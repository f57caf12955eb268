//! Database migration helpers.
//!
//! This module provides utilities for running database migrations
//! and managing schema versions.

use sqlx::PgPool;
use thiserror::Error;

use super::schema;

/// Errors that can occur during migration operations.
#[derive(Debug, Error)]
pub enum MigrationError {
    /// Database query failed.
    #[error("database error: {0}")]
    Database(#[from] sqlx::Error),

    /// Migration script failed to execute.
    #[error("migration failed: {0}")]
    MigrationFailed(String),
}

/// Migration runner for applying schema changes.
pub struct MigrationRunner {
    pool: PgPool,
}

impl MigrationRunner {
    /// Creates a new migration runner.
    pub fn new(pool: PgPool) -> Self {
        Self { pool }
    }

    /// Runs all pending migrations.
    ///
    /// This method is idempotent - running it multiple times will not
    /// cause errors or duplicate schema objects due to IF NOT EXISTS clauses.
    pub async fn run_migrations(&self) -> Result<(), MigrationError> {
        self.ensure_migrations_table().await?;

        for (idx, statement) in schema::all_schema_statements().iter().enumerate() {
            let migration_name = format!("schema_v1_part_{}", idx);

            if !self.is_migration_applied(&migration_name).await? {
                self.apply_migration(&migration_name, statement).await?;
            }
        }

        Ok(())
    }

    /// Ensures the migrations tracking table exists.
    async fn ensure_migrations_table(&self) -> Result<(), MigrationError> {
        sqlx::query(
            r#"
            CREATE TABLE IF NOT EXISTS _migrations (
                id SERIAL PRIMARY KEY,
                name VARCHAR(255) NOT NULL UNIQUE,
                applied_at TIMESTAMPTZ NOT NULL DEFAULT NOW()
            )
            "#,
        )
        .execute(&self.pool)
        .await?;

        Ok(())
    }

    /// Checks if a migration has already been applied.
    async fn is_migration_applied(&self, name: &str) -> Result<bool, MigrationError> {
        let result: Option<(i32,)> = sqlx::query_as("SELECT id FROM _migrations WHERE name = $1")
            .bind(name)
            .fetch_optional(&self.pool)
            .await?;

        Ok(result.is_some())
    }

    /// Applies a single migration and records it.
    async fn apply_migration(&self, name: &str, statement: &str) -> Result<(), MigrationError> {
        // Some schema parts contain multiple statements separated by
        // semicolons; execute each on its own.
        for part in statement.split(';') {
            let part = part.trim();
            if part.is_empty() {
                continue;
            }
            sqlx::query(part).execute(&self.pool).await.map_err(|e| {
                MigrationError::MigrationFailed(format!("{name}: {e}"))
            })?;
        }

        sqlx::query("INSERT INTO _migrations (name) VALUES ($1)")
            .bind(name)
            .execute(&self.pool)
            .await?;

        tracing::info!(migration = name, "applied migration");
        Ok(())
    }
}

________________

### Goal of the exercise
In the entries above, find the line holding "running database migrations" and the line holding "CREATE TABLE IF"; print both of them and every line between, exactly, and nothing else.

### Output of the exercise
//! This module provides utilities for running database migrations
//! and managing schema versions.

use sqlx::PgPool;
use thiserror::Error;

use super::schema;

/// Errors that can occur during migration operations.
#[derive(Debug, Error)]
pub enum MigrationError {
    /// Database query failed.
    #[error("database error: {0}")]
    Database(#[from] sqlx::Error),

    /// Migration script failed to execute.
    #[error("migration failed: {0}")]
    MigrationFailed(String),
}

/// Migration runner for applying schema changes.
pub struct MigrationRunner {
    pool: PgPool,
}

impl MigrationRunner {
    /// Creates a new migration runner.
    pub fn new(pool: PgPool) -> Self {
        Self { pool }
    }

    /// Runs all pending migrations.
    ///
    /// This method is idempotent - running it multiple times will not
    /// cause errors or duplicate schema objects due to IF NOT EXISTS clauses.
    pub async fn run_migrations(&self) -> Result<(), MigrationError> {
        self.ensure_migrations_table().await?;

        for (idx, statement) in schema::all_schema_statements().iter().enumerate() {
            let migration_name = format!("schema_v1_part_{}", idx);

            if !self.is_migration_applied(&migration_name).await? {
                self.apply_migration(&migration_name, statement).await?;
            }
        }

        Ok(())
    }

    /// Ensures the migrations tracking table exists.
    async fn ensure_migrations_table(&self) -> Result<(), MigrationError> {
        sqlx::query(
            r#"
            CREATE TABLE IF NOT EXISTS _migrations (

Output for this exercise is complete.